Got around to reading this so won't repeat a lot of what has been said.
Personally I though this read well and I enjoyed it, even if a tad depressing with the occasional 'extra' shock.
I understand what they say about a lack of story but I did enjoy the agony / early relationship and I wasn't bothered by the tests she performs when they meet.
I did find it funny that she was still called agony at home. Indeed, if she had a different, normal name, that would have helped with us seeing her in new light.
In terms of suggestion, remembering I am amateur writer , the ones that come to mind are
1) I felt I wanted to see the story more about his desire and choices. It did feel that it became agony's story with him tagging along...to a degree
2) unlike script shadow I liked the winston element but agree that it needed more. I just wonder what the options could be if it was Early who wanted to turn him into a surrogate father that he could never be. The cash he had stolen, could this be an attraction. He would tell the boy when he's 18?

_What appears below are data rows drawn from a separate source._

impl<'a> Lexer<'a> {
    pub(crate) fn new(source: &'a str) -> Self {
        Self {
            src: source.as_bytes(),
            pos: 0,
        }
    }

    pub(crate) fn tokenize(source: &str) -> Result<Vec<Token>, SqlError> {
        let mut lexer = Lexer::new(source);
        let mut tokens = Vec::new();
        loop {
            let token = lexer.next_token()?;
            let is_eof = token == Token::Eof;
            tokens.push(token);
            if is_eof {
                return Ok(tokens);
            }
        }
    }

    fn peek_at(&self, offset: usize) -> Option<u8> {
        self.src.get(self.pos + offset).copied()
    }

    fn next_token(&mut self) -> Result<Token, SqlError> {
        while self.peek_at(0).is_some_and(|c| c.is_ascii_whitespace()) {
            self.pos += 1;
        }
        let Some(ch) = self.peek_at(0) else {
            return Ok(Token::Eof);
        };
        let token = match ch {
            b'\'' => self.lex_string()?,
            b'"' => {
                let start = self.pos + 1;
                let end = self.src[start..]
                    .iter()
                    .position(|c| *c == b'"')
                    .map(|i| start + i)
                    .ok_or_else(|| syntax("unterminated quoted identifier"))?;
                self.pos = end + 1;
                Token::Word(self.text(start, end))
            }
            b'0'..=b'9' => self.lex_number(false)?,
            b'-' if self.peek_at(1).is_some_and(|c| c.is_ascii_digit()) => {
                self.pos += 1;
                self.lex_number(true)?
            }
            b'a'..=b'z' | b'A'..=b'Z' | b'_' | b'@' => {
                let start = self.pos;
                while self
                    .peek_at(0)
                    .is_some_and(|c| c.is_ascii_alphanumeric() || c == b'_' || c == b'@')
                {
                    self.pos += 1;
                }
                Token::Word(self.text(start, self.pos))
            }
            _ => {
                self.pos += 1;
                match ch {
                    b'?' => Token::Param,
                    b'(' => Token::LParen,
                    b')' => Token::RParen,
                    b',' => Token::Comma,
                    b'.' => Token::Dot,
                    b'=' => Token::Eq,
                    b';' => Token::Semicolon,
                    b'*' => Token::Star,
                    other => {
                        return Err(syntax(format!(
                            "unexpected character '{}'",
                            char::from(other)
                        )));
                    }
                }
            }
        };
        Ok(token)
    }

    fn lex_string(&mut self) -> Result<Token, SqlError> {
        self.pos += 1;
        let mut value = Vec::new();
        loop {
            match self.peek_at(0) {
                None => return Err(syntax("unterminated string literal")),
                Some(b'\'') if self.peek_at(1) == Some(b'\'') => {
                    value.push(b'\'');
                    self.pos += 2;
                }
                Some(b'\'') => {
                    self.pos += 1;
                    return Ok(Token::Str(String::from_utf8_lossy(&value).into_owned()));
                }
                Some(c) => {
                    value.push(c);
                    self.pos += 1;
                }
            }
        }
    }

    fn lex_number(&mut self, negative: bool) -> Result<Token, SqlError> {
        let start = self.pos;
        while self.peek_at(0).is_some_and(|c| c.is_ascii_digit()) {
            self.pos += 1;
        }
        let digits = self.text(start, self.pos);
        let value: i128 = digits
            .parse()
            .map_err(|_| syntax(format!("numeric literal out of range: {digits}")))?;
        Ok(Token::Number(if negative { -value } else { value }))
    }

    fn text(&self, start: usize, end: usize) -> String {
        String::from_utf8_lossy(&self.src[start..end]).into_owned()
    }
}

fn syntax(message: impl Into<String>) -> SqlError {
    SqlError::with_state(message, SYNTAX_ERROR)
}

/// A value position in a statement.
#[derive(Clone, Debug, PartialEq, Eq)]
pub(crate) enum Expr {
    /// Zero-based positional parameter.
    Param(usize),
    Literal(SqlValue),
    Default,
}

#[derive(Clone, Debug, PartialEq, Eq)]
pub(crate) struct ColumnDef {
    pub(crate) name: String,
    pub(crate) identity: bool,
}

#[derive(Clone, Debug, PartialEq, Eq)]
pub(crate) enum Projection {
    Columns(Vec<String>),
    Max(String),
    NextValue(String),
    Identity,
    Guid,
}

#[derive(Clone, Debug, PartialEq, Eq)]
pub(crate) struct Select {
    pub(crate) projection: Projection,
    pub(crate) from: Option<String>,
    pub(crate) filter: Vec<(String, Expr)>,
}

#[derive(Clone, Debug, PartialEq, Eq)]
pub(crate) enum Returning {
    Column(String),
    Select(Select),
}

#[derive(Clone, Debug, PartialEq, Eq)]
pub(crate) enum Statement {
    CreateTable {
        table: String,
        columns: Vec<ColumnDef>,
    },
    DropTable {
        table: String,
        if_exists: bool,
    },
    CreateSequence {
        name: String,
        start: i128,
        increment: i128,
    },
    DropSequence {
        name: String,
        if_exists: bool,
    },
    Insert {
        table: String,
        columns: Option<Vec<String>>,
        values: Vec<Expr>,
        returning: Option<Returning>,
    },
    Select(Select),
    Update {
        table: String,
        assignments: Vec<(String, Expr)>,
        filter: Vec<(String, Expr)>,
    },
}

/// Parses a single statement; identifiers come back lower-cased.
pub(crate) fn parse(sql: &str) -> Result<Statement, SqlError> {
    let mut parser = Parser {
        tokens: Lexer::tokenize(sql)?,
        pos: 0,
        params: 0,
    };
    let statement = parser.statement()?;
    parser.eat(&Token::Semicolon);
    if parser.peek() != &Token::Eof {
        return Err(syntax(format!(
            "unexpected {:?} after statement",
            parser.peek()
        )));
    }
    Ok(statement)
}

struct Parser {
    tokens: Vec<Token>,
    pos: usize,
    params: usize,
}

Antagonist- I appreciate this is a woven story of different threads but it may benefit for greater clarity on who is the antag and why we route for the boy rather than them.
Anyway, just some thoughts and all the best with the sale etc
The Elevator Most Belonging To Alice - Semi Final Bluecat, Runner Up Nashville Inner Journey - Page Awards Finalist - Bluecat semi final Grieving Spell - winner - London Film Awards. Third - Honolulu Ultimate Weapon - Fresh Voices - second place IMDb link... http://www.imdb.com/name/nm7062725/?ref_=tt_ov_wr
Thanks man. This script was an experimental project, kinda used Taxi Driver as a template in terms of structure. It was kinda a personal project, more of an arthouse type of script. Didn't expect everyone to like it, a very particular audience in mind when writing it. I'm surprised it received so much attention in the screenwriting community.

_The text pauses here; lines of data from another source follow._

use crate::{
    error::{Error, Result},
    jdbc::{Connection, SqlValue},
    value::IdentifierValue,
};

/// Read access to a persistent object, as seen by identifier generators.
pub trait Entity {
    /// The mapped entity name.
    fn entity_name(&self) -> &str;

    /// The identifier currently held by the instance, if any.
    fn identifier(&self) -> Option<IdentifierValue>;

    /// The value of a mapped (non-association) property.
    fn property(&self, name: &str) -> Option<SqlValue>;

    /// The object referenced by a to-one association.
    fn association(&self, name: &str) -> Option<&dyn Entity>;
}

/// A unit of work executed against a connection.
pub type Work<'a> = dyn FnMut(&mut dyn Connection) -> Result<()> + 'a;

/// The persistence session that drives identifier generation.
///
/// Sessions are not shared between threads; generators are.
pub trait Session {
    /// Runs `work` on the connection bound to the current unit of work.
    ///
    /// Writes made here commit or roll back with the caller's transaction.
    ///
    /// # Errors
    ///
    /// Propagates any error returned by `work` or raised acquiring the
    /// connection.
    fn with_connection(&self, work: &mut Work<'_>) -> Result<()>;

    /// Runs `work` in a separate transaction that commits as soon as `work`
    /// succeeds, independently of the caller's transaction. On error the
    /// separate transaction is rolled back.
    ///
    /// # Errors
    ///
    /// Propagates any error returned by `work` or raised by commit/rollback.
    fn isolated(&self, work: &mut Work<'_>) -> Result<()>;

    /// Whether `entity` is already associated with this session.
    fn contains(&self, entity: &dyn Entity) -> bool;

    /// The identifier of an associated entity, persisting it first when it
    /// is transient.
    ///
    /// # Errors
    ///
    /// Fails when the associated entity cannot be persisted.
    fn associated_identifier(&self, associated: &dyn Entity) -> Result<IdentifierValue>;
}

/// Value-returning conveniences over [`Session`].
pub trait SessionExt: Session {
    /// Like [`Session::with_connection`], returning the work's value.
    ///
    /// # Errors
    ///
    /// See [`Session::with_connection`].
    fn work<R>(&self, f: impl FnOnce(&mut dyn Connection) -> Result<R>) -> Result<R> {
        let mut f = Some(f);
        let mut out = None;
        self.with_connection(&mut |conn: &mut dyn Connection| {
            if let Some(f) = f.take() {
                out = Some(f(conn)?);
            }
            Ok(())
        })?;
        out.ok_or_else(|| Error::generation("session did not run the submitted work"))
    }

    /// Like [`Session::isolated`], returning the work's value.
    ///
    /// # Errors
    ///
    /// See [`Session::isolated`].
    fn isolated_work<R>(&self, f: impl FnOnce(&mut dyn Connection) -> Result<R>) -> Result<R> {
        let mut f = Some(f);
        let mut out = None;
        self.isolated(&mut |conn: &mut dyn Connection| {
            if let Some(f) = f.take() {
                out = Some(f(conn)?);
            }
            Ok(())
        })?;
        out.ok_or_else(|| Error::generation("session did not run the submitted work"))
    }
}

impl<S: Session + ?Sized> SessionExt for S {}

Thanks again for checking it out. Seems about 50/50... some hated it (and hated it a lot) but the ones who liked it liked it a lot. Still get emails from random people about it, which is always nice. Crossing my fingers with the green light on this... I feel it could be a cool little film w/ the right director.

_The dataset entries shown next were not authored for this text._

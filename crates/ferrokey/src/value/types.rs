use core::{fmt, str::FromStr};

use crate::error::Error;

/// The closed set of representations an identifier property may declare.
///
/// `BigInteger` and `BigDecimal` are arbitrary-precision; decimals always
/// carry scale zero.
#[derive(Clone, Copy, Debug, PartialEq, Eq, Hash, PartialOrd, Ord)]
#[cfg_attr(feature = "serde", derive(serde::Serialize, serde::Deserialize))]
#[cfg_attr(feature = "serde", serde(rename_all = "snake_case"))]
pub enum IdentifierType {
    Long,
    Integer,
    Short,
    BigInteger,
    BigDecimal,
    String,
}

impl IdentifierType {
    /// Canonical short name.
    pub const fn name(self) -> &'static str {
        match self {
            Self::Long => "long",
            Self::Integer => "integer",
            Self::Short => "short",
            Self::BigInteger => "big_integer",
            Self::BigDecimal => "big_decimal",
            Self::String => "string",
        }
    }

    /// Whether values of this type can live in an integral holder.
    pub const fn is_integral(self) -> bool {
        !matches!(self, Self::String)
    }

    /// Whether this type fits a native 64-bit accumulator.
    pub const fn is_native(self) -> bool {
        matches!(self, Self::Long | Self::Integer | Self::Short)
    }

    /// Inclusive value range of the native types; `None` for the
    /// unbounded ones.
    pub(crate) const fn bounds(self) -> Option<(i128, i128)> {
        match self {
            Self::Short => Some((i16::MIN as i128, i16::MAX as i128)),
            Self::Integer => Some((i32::MIN as i128, i32::MAX as i128)),
            Self::Long => Some((i64::MIN as i128, i64::MAX as i128)),
            Self::BigInteger | Self::BigDecimal | Self::String => None,
        }
    }
}

impl fmt::Display for IdentifierType {
    fn fmt(&self, f: &mut fmt::Formatter<'_>) -> fmt::Result {
        f.write_str(self.name())
    }
}

impl FromStr for IdentifierType {
    type Err = Error;

    fn from_str(s: &str) -> Result<Self, Self::Err> {
        let ty = match s.trim() {
            "long" | "i64" | "java.lang.Long" => Self::Long,
            "int" | "integer" | "i32" | "java.lang.Integer" => Self::Integer,
            "short" | "i16" | "java.lang.Short" => Self::Short,
            "big_integer" | "biginteger" | "java.math.BigInteger" => Self::BigInteger,
            "big_decimal" | "bigdecimal" | "java.math.BigDecimal" => Self::BigDecimal,
            "string" | "java.lang.String" => Self::String,
            other => {
                return Err(Error::mapping(format!(
                    "unsupported identifier type [{other}]; expected one of long, integer, short, big_integer, big_decimal, string"
                )));
            }
        };
        Ok(ty)
    }
}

Early IS the main character's name. His name is Early. Specialist is the name of a specialist who never appears in the script outside of that one page. He's called "Specialist" because, well, he's a Specialist.
The script was optioned almost three years ago. The same company has renewed the script every year since then.
I'm not a beginner writer. And though I'm not completely flawless in my craft, naming characters is not one aspect I look to as an area of concern. I DID have a film come out in theaters last year here in the States (albeit select theaters for a limited time) and it is still on Netflix now. In fact, said film was shot in your native Australia and named the number 5 Australian film of 2015.
I've been writing for about 15 years and the actual writing is automatic at this point IMO (though I could be wrong). If there were any area of concern, in regards to this script in particular, it's a matter of taste and/or the way I structured the script and/or the way I portray my characters and/or the total execution of the way the story plays out.
I've read your very brief comments on other scripts and, as a professional screenwriter, I think you need to do a little more research yourself in the field before offering poor advice. Especially to inexperienced writers. You're only going to steer them the wrong way. And, to save yourself the embarrassment, it is ill-advised to offer poor advice to seasoned writers with actual experience in a room pitching to producers.
And you should probably actually read the scripts you're commenting on rather than skimming through the moment you open the script. If you had read the opening paragraph, you'd see that the main character's name is EARLY UPCHURCH.